+++ EXCERPTED DATA
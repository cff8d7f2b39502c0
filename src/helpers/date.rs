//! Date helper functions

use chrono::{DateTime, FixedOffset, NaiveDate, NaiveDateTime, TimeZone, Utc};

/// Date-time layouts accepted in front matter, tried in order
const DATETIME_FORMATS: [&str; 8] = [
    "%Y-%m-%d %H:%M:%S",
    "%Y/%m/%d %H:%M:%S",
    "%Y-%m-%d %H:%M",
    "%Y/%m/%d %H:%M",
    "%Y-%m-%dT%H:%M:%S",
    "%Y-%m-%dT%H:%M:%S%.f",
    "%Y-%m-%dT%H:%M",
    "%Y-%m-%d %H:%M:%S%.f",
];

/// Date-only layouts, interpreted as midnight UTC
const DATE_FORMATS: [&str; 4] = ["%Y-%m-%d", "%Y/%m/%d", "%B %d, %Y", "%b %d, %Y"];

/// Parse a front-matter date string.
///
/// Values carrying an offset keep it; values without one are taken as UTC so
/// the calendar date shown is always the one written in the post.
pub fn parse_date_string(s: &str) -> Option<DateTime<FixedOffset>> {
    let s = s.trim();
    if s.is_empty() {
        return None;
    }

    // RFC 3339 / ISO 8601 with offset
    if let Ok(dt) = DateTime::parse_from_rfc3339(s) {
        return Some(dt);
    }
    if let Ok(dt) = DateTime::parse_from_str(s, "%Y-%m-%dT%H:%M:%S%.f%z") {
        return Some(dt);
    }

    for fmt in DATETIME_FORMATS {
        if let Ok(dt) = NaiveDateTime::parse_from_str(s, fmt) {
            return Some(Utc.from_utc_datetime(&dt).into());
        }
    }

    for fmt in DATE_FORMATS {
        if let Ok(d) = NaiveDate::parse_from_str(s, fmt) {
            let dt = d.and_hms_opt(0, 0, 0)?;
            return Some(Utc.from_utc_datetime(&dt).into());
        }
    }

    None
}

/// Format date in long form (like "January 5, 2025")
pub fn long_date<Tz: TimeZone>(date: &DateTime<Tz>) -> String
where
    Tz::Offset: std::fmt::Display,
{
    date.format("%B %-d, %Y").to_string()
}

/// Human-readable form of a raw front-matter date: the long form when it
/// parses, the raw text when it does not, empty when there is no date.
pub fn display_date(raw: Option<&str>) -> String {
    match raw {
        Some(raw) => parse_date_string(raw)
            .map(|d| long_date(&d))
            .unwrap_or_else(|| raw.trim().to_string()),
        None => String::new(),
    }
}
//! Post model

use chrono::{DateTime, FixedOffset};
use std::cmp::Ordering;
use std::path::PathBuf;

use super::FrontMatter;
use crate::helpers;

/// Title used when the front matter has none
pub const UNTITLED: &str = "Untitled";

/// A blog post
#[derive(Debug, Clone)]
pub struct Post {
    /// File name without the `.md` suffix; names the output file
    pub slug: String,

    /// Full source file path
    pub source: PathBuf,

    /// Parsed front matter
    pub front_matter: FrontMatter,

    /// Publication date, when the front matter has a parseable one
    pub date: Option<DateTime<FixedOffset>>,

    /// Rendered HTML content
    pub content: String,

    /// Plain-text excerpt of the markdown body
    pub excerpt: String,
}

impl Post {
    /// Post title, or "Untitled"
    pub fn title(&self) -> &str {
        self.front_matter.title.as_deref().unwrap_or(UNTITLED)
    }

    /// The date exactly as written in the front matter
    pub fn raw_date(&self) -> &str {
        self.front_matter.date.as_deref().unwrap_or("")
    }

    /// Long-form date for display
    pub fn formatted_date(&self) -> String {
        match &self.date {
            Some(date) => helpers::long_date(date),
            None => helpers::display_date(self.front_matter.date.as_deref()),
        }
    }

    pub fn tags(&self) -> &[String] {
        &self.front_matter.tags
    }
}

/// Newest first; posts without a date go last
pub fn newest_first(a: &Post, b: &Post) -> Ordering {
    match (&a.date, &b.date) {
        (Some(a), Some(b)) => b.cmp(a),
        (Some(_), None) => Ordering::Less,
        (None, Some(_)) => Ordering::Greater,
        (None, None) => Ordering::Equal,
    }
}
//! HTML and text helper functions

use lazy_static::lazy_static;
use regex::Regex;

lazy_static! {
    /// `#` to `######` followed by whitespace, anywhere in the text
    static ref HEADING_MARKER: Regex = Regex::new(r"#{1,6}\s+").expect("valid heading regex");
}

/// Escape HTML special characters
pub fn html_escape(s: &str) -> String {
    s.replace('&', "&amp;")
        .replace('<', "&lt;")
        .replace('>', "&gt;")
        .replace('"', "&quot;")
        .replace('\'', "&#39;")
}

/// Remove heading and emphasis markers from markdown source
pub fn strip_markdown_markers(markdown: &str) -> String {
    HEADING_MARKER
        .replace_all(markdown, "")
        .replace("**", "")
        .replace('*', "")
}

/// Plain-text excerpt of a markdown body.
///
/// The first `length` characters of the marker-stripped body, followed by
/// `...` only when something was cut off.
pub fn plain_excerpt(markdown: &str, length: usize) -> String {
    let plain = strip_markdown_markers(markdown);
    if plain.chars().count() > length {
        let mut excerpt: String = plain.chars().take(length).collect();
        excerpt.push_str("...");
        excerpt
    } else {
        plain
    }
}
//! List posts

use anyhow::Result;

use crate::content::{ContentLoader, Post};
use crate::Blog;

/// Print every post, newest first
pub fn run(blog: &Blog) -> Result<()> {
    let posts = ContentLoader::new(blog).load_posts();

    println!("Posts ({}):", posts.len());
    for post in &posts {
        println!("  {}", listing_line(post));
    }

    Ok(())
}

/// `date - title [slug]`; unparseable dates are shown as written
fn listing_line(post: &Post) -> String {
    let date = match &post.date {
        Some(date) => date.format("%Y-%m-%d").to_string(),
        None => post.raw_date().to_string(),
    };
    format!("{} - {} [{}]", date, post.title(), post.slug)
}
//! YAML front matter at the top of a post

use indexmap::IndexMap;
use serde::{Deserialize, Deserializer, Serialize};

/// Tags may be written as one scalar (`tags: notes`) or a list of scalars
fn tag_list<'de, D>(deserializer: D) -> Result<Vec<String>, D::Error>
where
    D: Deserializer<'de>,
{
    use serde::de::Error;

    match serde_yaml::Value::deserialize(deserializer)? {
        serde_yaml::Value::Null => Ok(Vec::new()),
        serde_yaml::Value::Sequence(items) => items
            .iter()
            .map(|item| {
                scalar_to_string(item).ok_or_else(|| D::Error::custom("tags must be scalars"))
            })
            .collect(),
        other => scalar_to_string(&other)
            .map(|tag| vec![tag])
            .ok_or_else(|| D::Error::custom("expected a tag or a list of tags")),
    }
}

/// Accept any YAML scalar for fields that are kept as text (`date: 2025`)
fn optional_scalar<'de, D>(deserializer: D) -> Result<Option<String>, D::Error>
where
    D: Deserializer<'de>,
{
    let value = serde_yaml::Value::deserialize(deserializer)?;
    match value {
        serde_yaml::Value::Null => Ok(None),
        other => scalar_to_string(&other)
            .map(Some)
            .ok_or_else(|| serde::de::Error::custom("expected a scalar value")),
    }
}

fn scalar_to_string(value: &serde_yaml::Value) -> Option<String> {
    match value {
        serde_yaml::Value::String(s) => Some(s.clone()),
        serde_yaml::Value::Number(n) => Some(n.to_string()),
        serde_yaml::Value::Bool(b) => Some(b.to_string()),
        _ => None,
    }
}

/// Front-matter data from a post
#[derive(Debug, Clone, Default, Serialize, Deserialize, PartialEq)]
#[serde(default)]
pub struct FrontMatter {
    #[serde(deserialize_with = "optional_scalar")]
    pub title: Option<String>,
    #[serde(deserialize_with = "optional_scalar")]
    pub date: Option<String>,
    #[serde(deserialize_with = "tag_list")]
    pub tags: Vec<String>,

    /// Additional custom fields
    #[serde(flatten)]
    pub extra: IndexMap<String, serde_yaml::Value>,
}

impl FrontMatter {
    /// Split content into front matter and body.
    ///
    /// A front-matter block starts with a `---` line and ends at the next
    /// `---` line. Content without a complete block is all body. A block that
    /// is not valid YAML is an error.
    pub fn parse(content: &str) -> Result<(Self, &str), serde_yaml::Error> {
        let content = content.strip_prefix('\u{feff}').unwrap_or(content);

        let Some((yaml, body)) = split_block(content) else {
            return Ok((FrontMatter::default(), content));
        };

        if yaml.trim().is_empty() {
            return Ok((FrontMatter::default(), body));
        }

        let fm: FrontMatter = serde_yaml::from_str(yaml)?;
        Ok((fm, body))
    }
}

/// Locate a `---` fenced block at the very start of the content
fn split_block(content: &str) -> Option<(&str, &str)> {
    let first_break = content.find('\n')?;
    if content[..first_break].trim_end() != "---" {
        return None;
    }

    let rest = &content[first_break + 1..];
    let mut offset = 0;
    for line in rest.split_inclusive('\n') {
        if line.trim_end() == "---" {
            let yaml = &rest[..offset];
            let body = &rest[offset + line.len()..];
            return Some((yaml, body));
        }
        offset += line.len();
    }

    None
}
++++++
YOUR TASK ->
Set down exactly the lines from the start of the records to the line with "pub fn parse_date_string(s: &str)". Include that line, and add nothing more.

ANSWER BELOW ->
repository cff8d7f2b39502c0
filename src/helpers/date.rs
//! Date helper functions

use chrono::{DateTime, FixedOffset, NaiveDate, NaiveDateTime, TimeZone, Utc};

/// Date-time layouts accepted in front matter, tried in order
const DATETIME_FORMATS: [&str; 8] = [
    "%Y-%m-%d %H:%M:%S",
    "%Y/%m/%d %H:%M:%S",
    "%Y-%m-%d %H:%M",
    "%Y/%m/%d %H:%M",
    "%Y-%m-%dT%H:%M:%S",
    "%Y-%m-%dT%H:%M:%S%.f",
    "%Y-%m-%dT%H:%M",
    "%Y-%m-%d %H:%M:%S%.f",
];

/// Date-only layouts, interpreted as midnight UTC
const DATE_FORMATS: [&str; 4] = ["%Y-%m-%d", "%Y/%m/%d", "%B %d, %Y", "%b %d, %Y"];

/// Parse a front-matter date string.
///
/// Values carrying an offset keep it; values without one are taken as UTC so
/// the calendar date shown is always the one written in the post.
pub fn parse_date_string(s: &str) -> Option<DateTime<FixedOffset>> {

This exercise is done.